Hace cinco días, dos grupos armados se agarraron a tiros en Madera, un municipio serrano del estado de Chihuahua. Según reportes de prensa, se trató de un enfrentamiento entre la Línea, el brazo militar del Cártel de Juárez, y una banda de sicarios liderada por un individuo conocido como el Jaguar, presuntamente vinculado a los Salazar, aliados regionales del Cártel de Sinaloa. Al menos 19 personas perdieron la vida como resultado de ese choque.
Tres días antes, se registró una balacera que duró entre 40 minutos y una hora en el municipio de Choix, Sinaloa. No se sabe cuántas personas participaron en esa refriega, pero, según autoridades locales, nueve vehículos con impactos de bala fueron asegurados después del enfrentamiento. Dos cadáveres fueron encontrados en el lugar de los hechos.
Media semana antes, un bar fue atacado por unos pistoleros en el municipio de Tultitlán, Estado de México. La agresión dejó como saldo siete muertos y siete heridos. Por ahora, no se sabe nada sobre el móvil del ataque ni la identidad de los asesinos.
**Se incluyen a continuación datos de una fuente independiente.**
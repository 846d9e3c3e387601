use std::fmt;
use std::path::PathBuf;

use serde::{Deserialize, Serialize};

use super::render::error::RenderError;

/// Output aspect ratio; each maps to a fixed canvas.
#[derive(
    Debug, Clone, Copy, PartialEq, Eq, Default, Serialize, Deserialize, clap::ValueEnum,
)]
pub enum AspectRatio {
    #[default]
    #[serde(rename = "16:9")]
    #[value(name = "16:9")]
    Landscape,
    #[serde(rename = "9:16")]
    #[value(name = "9:16")]
    Portrait,
    #[serde(rename = "1:1")]
    #[value(name = "1:1")]
    Square,
}

impl AspectRatio {
    pub fn dimensions(self) -> (u32, u32) {
        match self {
            AspectRatio::Landscape => (1920, 1080),
            AspectRatio::Portrait => (1080, 1920),
            AspectRatio::Square => (1080, 1080),
        }
    }
}

impl fmt::Display for AspectRatio {
    fn fmt(&self, f: &mut fmt::Formatter<'_>) -> fmt::Result {
        f.write_str(match self {
            AspectRatio::Landscape => "16:9",
            AspectRatio::Portrait => "9:16",
            AspectRatio::Square => "1:1",
        })
    }
}

#[derive(
    Debug, Clone, Copy, PartialEq, Eq, Default, Serialize, Deserialize, clap::ValueEnum,
)]
#[serde(rename_all = "kebab-case")]
pub enum Corner {
    TopLeft,
    TopRight,
    BottomLeft,
    #[default]
    BottomRight,
}

#[derive(Debug, Clone, PartialEq)]
pub struct WatermarkSpec {
    pub path: PathBuf,
    pub opacity: f64,
    pub padding: u32,
    pub position: Corner,
    pub max_width: Option<u32>,
}

#[derive(Debug, Clone, PartialEq)]
pub struct MusicSpec {
    pub path: PathBuf,
    pub looped: bool,
    pub start: f64,
    pub end: Option<f64>,
    pub volume: f64,
    pub speed: f64,
}

#[derive(Debug, Clone, PartialEq, Eq, Serialize, Deserialize)]
pub struct EncoderNames {
    pub hardware: String,
    pub software: String,
}

impl Default for EncoderNames {
    fn default() -> Self {
        Self {
            hardware: "h264_nvenc".to_string(),
            software: "libx264".to_string(),
        }
    }
}

/// Everything a render run needs besides the segments. Read-only for the
/// duration of a run.
#[derive(Debug, Clone)]
pub struct RenderSettings {
    pub aspect: AspectRatio,
    pub fps: u32,
    pub narration: PathBuf,
    pub watermark: Option<WatermarkSpec>,
    pub music: Option<MusicSpec>,
    pub prefer_gpu: bool,
    pub encoders: EncoderNames,
}

pub const MAX_FPS: u32 = 240;

impl RenderSettings {
    pub fn new(narration: impl Into<PathBuf>) -> Self {
        Self {
            aspect: AspectRatio::default(),
            fps: 30,
            narration: narration.into(),
            watermark: None,
            music: None,
            prefer_gpu: false,
            encoders: EncoderNames::default(),
        }
    }

    pub fn dimensions(&self) -> (u32, u32) {
        self.aspect.dimensions()
    }

    /// Range and existence checks; runs before anything is spawned.
    pub fn validate(&self) -> Result<(), RenderError> {
        if self.fps == 0 || self.fps > MAX_FPS {
            return Err(RenderError::invalid(format!(
                "frame rate must be between 1 and {MAX_FPS}, got {}",
                self.fps
            )));
        }
        if !self.narration.is_file() {
            return Err(RenderError::invalid(format!(
                "narration audio {} does not exist",
                self.narration.display()
            )));
        }
        if self.encoders.software.trim().is_empty() {
            return Err(RenderError::invalid("software encoder name must not be empty"));
        }

        if let Some(watermark) = &self.watermark {
            if !watermark.path.is_file() {
                return Err(RenderError::invalid(format!(
                    "watermark image {} does not exist",
                    watermark.path.display()
                )));
            }
            if !(0.0..=1.0).contains(&watermark.opacity) {
                return Err(RenderError::invalid(format!(
                    "watermark opacity must be within [0, 1], got {}",
                    watermark.opacity
                )));
            }
            if watermark.max_width == Some(0) {
                return Err(RenderError::invalid("watermark max width must be positive"));
            }
        }

        if let Some(music) = &self.music {
            if !music.path.is_file() {
                return Err(RenderError::invalid(format!(
                    "background music {} does not exist",
                    music.path.display()
                )));
            }
            if !(0.0..=2.0).contains(&music.volume) {
                return Err(RenderError::invalid(format!(
                    "music volume must be within [0, 2], got {}",
                    music.volume
                )));
            }
            if !(0.5..=2.0).contains(&music.speed) {
                return Err(RenderError::invalid(format!(
                    "music speed must be within [0.5, 2], got {}",
                    music.speed
                )));
            }
            if !music.start.is_finite() || music.start < 0.0 {
                return Err(RenderError::invalid(format!(
                    "music start must be a non-negative time, got {}",
                    music.start
                )));
            }
            if let Some(end) = music.end
                && !(end.is_finite() && end > music.start)
            {
                return Err(RenderError::invalid(format!(
                    "music end ({end}) must come after music start ({})",
                    music.start
                )));
            }
        }

        Ok(())
    }
}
Notoriamente, ese hecho sucedió cinco días después de que el gobierno de esa entidad federativa ordenara el cierre de bares y centros nocturnos, entre otros establecimientos públicos, como una medida para contener la expansión del coronavirus.
Estos incidentes —y varios otros más que no puedo narrar por razones de espacio— han sucedido en medio de una pandemia, tras una declaratoria formal de emergencia sanitaria, con restricciones severas a la actividad productiva y llamados urgentes a quedarse en casa.
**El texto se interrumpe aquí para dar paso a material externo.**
//! Fixed-length re-slotting of a transcript.
//!
//! The narration is cut into slots of equal length (the last one may be
//! shorter) and the transcript text is poured into them by timestamp overlap.
//! Words are never dropped: text without usable timestamps ends up in the
//! final slot.

use std::time::Duration;

use anyhow::{Result, bail};
use lazy_static::lazy_static;
use regex::Regex;

use super::srt::SrtCue;

pub const DEFAULT_SLOT_SECONDS: f64 = 7.0;
/// Cue ends are extended by this much so trailing words are not cut off.
pub const CUE_END_PAD_SECONDS: f64 = 0.35;
pub const EMPTY_SLOT_TEXT: &str = "[no narration]";

const EPSILON: f64 = 1e-6;

lazy_static! {
    static ref WHITESPACE: Regex = Regex::new(r"\s+").expect("valid whitespace regex");
    static ref SPACE_BEFORE_PUNCTUATION: Regex =
        Regex::new(r"\s+([,.!?])").expect("valid punctuation regex");
}

/// Transcript text with optional timing, as produced by a recognizer or
/// read from an SRT.
#[derive(Debug, Clone, PartialEq)]
pub struct TimedText {
    pub start: Option<f64>,
    pub end: Option<f64>,
    pub text: String,
}

impl From<&SrtCue> for TimedText {
    fn from(cue: &SrtCue) -> Self {
        Self {
            start: Some(cue.start.as_secs_f64()),
            end: Some(cue.end.as_secs_f64()),
            text: cue.text.clone(),
        }
    }
}

#[derive(Debug, Clone, PartialEq)]
pub struct Slot {
    pub start: f64,
    pub end: f64,
    pub texts: Vec<String>,
}

impl Slot {
    pub fn text(&self) -> String {
        clean_text(&self.texts.join(" "))
    }
}

/// Collapse whitespace and drop spaces before punctuation.
pub fn clean_text(text: &str) -> String {
    let collapsed = WHITESPACE.replace_all(text.trim(), " ");
    SPACE_BEFORE_PUNCTUATION
        .replace_all(&collapsed, "$1")
        .into_owned()
}

/// Empty slots covering `[0, duration)`.
pub fn build_slots(duration: f64, slot_seconds: f64) -> Result<Vec<Slot>> {
    if !(slot_seconds.is_finite() && slot_seconds > 0.0) {
        bail!("slot length must be positive, got {slot_seconds}");
    }
    if !duration.is_finite() || duration < 0.0 {
        bail!("narration duration must be a non-negative number, got {duration}");
    }

    let mut slots = Vec::new();
    let mut start = 0.0;
    while start < duration - EPSILON {
        let end = (start + slot_seconds).min(duration);
        slots.push(Slot {
            start,
            end,
            texts: Vec::new(),
        });
        start = end;
    }
    Ok(slots)
}

/// Build slots and distribute `items` over them.
pub fn fill_slots(
    items: &[TimedText],
    duration: f64,
    slot_seconds: f64,
    end_pad: f64,
) -> Result<Vec<Slot>> {
    let mut slots = build_slots(duration, slot_seconds)?;
    if slots.is_empty() {
        return Ok(slots);
    }

    let last = slots.len() - 1;
    let mut untimed = Vec::new();

    for item in items {
        let text = clean_text(&item.text);
        if text.is_empty() {
            continue;
        }

        let (start, end) = match (item.start, item.end) {
            (Some(start), Some(end)) if end > start => (start, end),
            _ => {
                untimed.push(text);
                continue;
            }
        };
        let end = (end + end_pad).min(duration);

        let first_slot = ((start.max(0.0) / slot_seconds) as usize).min(last);
        let last_slot = (((end - EPSILON).max(0.0) / slot_seconds) as usize).min(last);
        let indices: Vec<usize> = (first_slot..=last_slot.max(first_slot)).collect();

        let overlaps: Vec<f64> = indices
            .iter()
            .map(|&index| {
                let slot = &slots[index];
                (end.min(slot.end) - start.max(slot.start)).max(0.0)
            })
            .collect();

        let words: Vec<&str> = text.split_whitespace().collect();
        let chunks = allocate_words_by_overlaps(&words, &overlaps);
        for (index, chunk) in indices.into_iter().zip(chunks) {
            if !chunk.is_empty() {
                slots[index].texts.push(chunk.join(" "));
            }
        }
    }

    if !untimed.is_empty() {
        slots[last].texts.push(untimed.join(" "));
    }
    Ok(slots)
}

/// Split `words` into `overlaps.len()` sequential chunks sized in proportion
/// to the overlaps. Order is preserved and the last chunk takes whatever is
/// left, so no word is lost.
pub fn allocate_words_by_overlaps<'a>(words: &[&'a str], overlaps: &[f64]) -> Vec<Vec<&'a str>> {
    let count = overlaps.len();
    if count == 0 {
        return Vec::new();
    }
    let mut chunks = vec![Vec::new(); count];
    if words.is_empty() {
        return chunks;
    }

    let total: f64 = overlaps.iter().sum();
    if total <= 0.0 {
        chunks[count - 1] = words.to_vec();
        return chunks;
    }

    let mut targets: Vec<usize> = overlaps
        .iter()
        .map(|overlap| (words.len() as f64 * (overlap / total)).round() as usize)
        .collect();

    let mut order: Vec<usize> = (0..count).collect();
    order.sort_by(|&a, &b| overlaps[b].total_cmp(&overlaps[a]));

    let mut assigned: usize = targets.iter().sum();
    let mut cursor = 0;
    while assigned != words.len() {
        let slot = order[cursor % count];
        if assigned < words.len() {
            targets[slot] += 1;
            assigned += 1;
        } else if targets[slot] > 0 {
            targets[slot] -= 1;
            assigned -= 1;
        }
        cursor += 1;
    }

    let mut position = 0;
    for (index, chunk) in chunks.iter_mut().enumerate() {
        if index == count - 1 {
            *chunk = words[position..].to_vec();
        } else {
            let take = targets[index].min(words.len() - position);
            *chunk = words[position..position + take].to_vec();
            position += take;
        }
    }
    chunks
}

/// SRT cues for the slots, numbered 1..N, with a placeholder for silence.
pub fn slots_to_cues(slots: &[Slot]) -> Vec<SrtCue> {
    slots
        .iter()
        .enumerate()
        .map(|(position, slot)| {
            let text = slot.text();
            SrtCue {
                index: position + 1,
                start: Duration::from_secs_f64(slot.start),
                end: Duration::from_secs_f64(slot.end),
                text: if text.is_empty() {
                    EMPTY_SLOT_TEXT.to_string()
                } else {
                    text
                },
            }
        })
        .collect()
}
Ocurren cuando hay menos gente que nunca circulando por calles, caminos y carreteras, cuando deberían de ser absolutamente visibles e identificables los convoyes de sicarios, cuando supuestamente debería de haber una presencia reforzada de la autoridad en el espacio público.
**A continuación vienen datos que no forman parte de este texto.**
use colored::*;
use lazy_static::lazy_static;
use serde::Serialize;
use std::io::{self, Write};
use std::sync::RwLock;
use std::sync::atomic::{AtomicBool, Ordering};

#[derive(Debug, Clone, Copy, PartialEq, Eq, clap::ValueEnum)]
pub enum OutputFormat {
    Text,
    Json,
}

#[derive(Debug, Clone, Copy, PartialEq, Eq)]
pub enum Level {
    Info,
    Success,
    Warn,
    Error,
    Debug,
}

impl Level {
    fn as_str(self) -> &'static str {
        match self {
            Level::Info => "info",
            Level::Success => "success",
            Level::Warn => "warn",
            Level::Error => "error",
            Level::Debug => "debug",
        }
    }
}

#[derive(Debug, Clone)]
pub struct Renderer {
    pub format: OutputFormat,
    pub color: bool,
}

impl Default for Renderer {
    fn default() -> Self {
        Self {
            format: OutputFormat::Text,
            color: true,
        }
    }
}

lazy_static! {
    static ref RENDERER: RwLock<Renderer> = RwLock::new(Renderer::default());
}

static DEBUG_MODE: AtomicBool = AtomicBool::new(false);

pub fn set_debug_mode(enabled: bool) {
    DEBUG_MODE.store(enabled, Ordering::Relaxed);
}

pub fn is_debug_enabled() -> bool {
    DEBUG_MODE.load(Ordering::Relaxed)
}

pub fn init(format: OutputFormat, color: bool) {
    if let Ok(mut r) = RENDERER.write() {
        r.format = format;
        r.color = color;
    }
}

#[derive(Serialize)]
struct Event<'a> {
    level: &'a str,
    code: &'a str,
    message: &'a str,
    #[serde(skip_serializing_if = "Option::is_none")]
    data: Option<serde_json::Value>,
}

fn colorize(level: Level, s: &str, enable: bool) -> String {
    if !enable {
        return s.to_string();
    }
    match level {
        Level::Info => s.normal().to_string(),
        Level::Success => s.green().bold().to_string(),
        Level::Warn => s.yellow().bold().to_string(),
        Level::Error => s.red().bold().to_string(),
        Level::Debug => s.cyan().to_string(),
    }
}

fn strip_ansi(input: &str) -> String {
    let bytes = input.as_bytes();
    let mut out = String::with_capacity(bytes.len());
    let mut i = 0;
    while i < bytes.len() {
        if bytes[i] == 0x1b && i + 1 < bytes.len() && bytes[i + 1] == b'[' {
            i += 2;
            // CSI sequences end with a byte in @..~
            while i < bytes.len() {
                let b = bytes[i];
                i += 1;
                if (b'@'..=b'~').contains(&b) {
                    break;
                }
            }
            continue;
        }
        out.push(bytes[i] as char);
        i += 1;
    }
    out
}

fn render_json_line(level: Level, code: &str, message: &str, data: Option<serde_json::Value>) -> String {
    let clean_msg = strip_ansi(message);
    let ev = Event {
        level: level.as_str(),
        code,
        message: &clean_msg,
        data,
    };
    serde_json::to_string(&ev).unwrap_or_else(|_| clean_msg.clone())
}

pub fn emit(level: Level, code: &str, message: &str, data: Option<serde_json::Value>) {
    if level == Level::Debug && !is_debug_enabled() {
        return;
    }

    let r = RENDERER
        .read()
        .map(|r| r.clone())
        .unwrap_or_default();
    let line = match r.format {
        OutputFormat::Text => colorize(level, message, r.color),
        OutputFormat::Json => render_json_line(level, code, message, data),
    };

    let mut out: Box<dyn Write> = match level {
        Level::Error | Level::Warn => Box::new(io::stderr()),
        _ => Box::new(io::stdout()),
    };
    let _ = writeln!(out, "{}", line);
}

pub fn get_output_format() -> OutputFormat {
    RENDERER
        .read()
        .map(|r| r.format)
        .unwrap_or(OutputFormat::Text)
}

pub mod prelude {
    pub use super::{Level, OutputFormat, emit, get_output_format};
}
Pasan además cuando el crimen organizado enfrenta sus propias dificultades derivadas de la pandemia, cuando los precursores químicos se han vuelto difíciles de conseguir y las drogas difíciles de exportar, cuando no debería de haber mucho negocio que extorsionar ni mucha víctima que secuestrar.
Cuando todo esto pasa, cuando la ecuación pareciera favorecer al Estado sobre los delincuentes, sigue la violencia descarnada y cínica. Siguen los grupos armados moviéndose con impunidad completa, tanto en zonas urbanas como rurales. Y siguen los homicidios como si nada hubiese pasado: en marzo, el conteo de la Secretaría de Seguridad y Protección Ciudadana (SSPC) acumuló 2,585 víctimas, lo cual implica más de 3,100 en la cuenta del Secretariado Ejecutivo del Sistema Nacional de Seguridad Pública. Abril, por lo que se ha visto en la primera semana del mes, pinta para ser muy similar.
Esto tiene dos lecturas. En primer lugar, es una muestra de que las medidas de contención de la epidemia, decretadas por las autoridades sanitarias, no han trastocado mayormente la existencia cotidiana en muchas localidades del país. La vida sigue inalterada en buena parte del territorio y, por tanto, la violencia criminal se mantiene en la tendencia previa.
En segundo lugar, esto habla de una debilidad estructural del aparato de seguridad y justicia. Aún en condiciones relativamente favorables, tiene dificultades enormes para hacer cumplir la ley y mantener el orden en el espacio público.
Ese hecho debería preocuparnos enormemente. Si hoy, a media pandemia, con medio país confinado y restricciones crecientes a la movilidad, no podemos fortalecer el control del Estado sobre el territorio, ¿cuándo podremos? Yo creo que no pronto.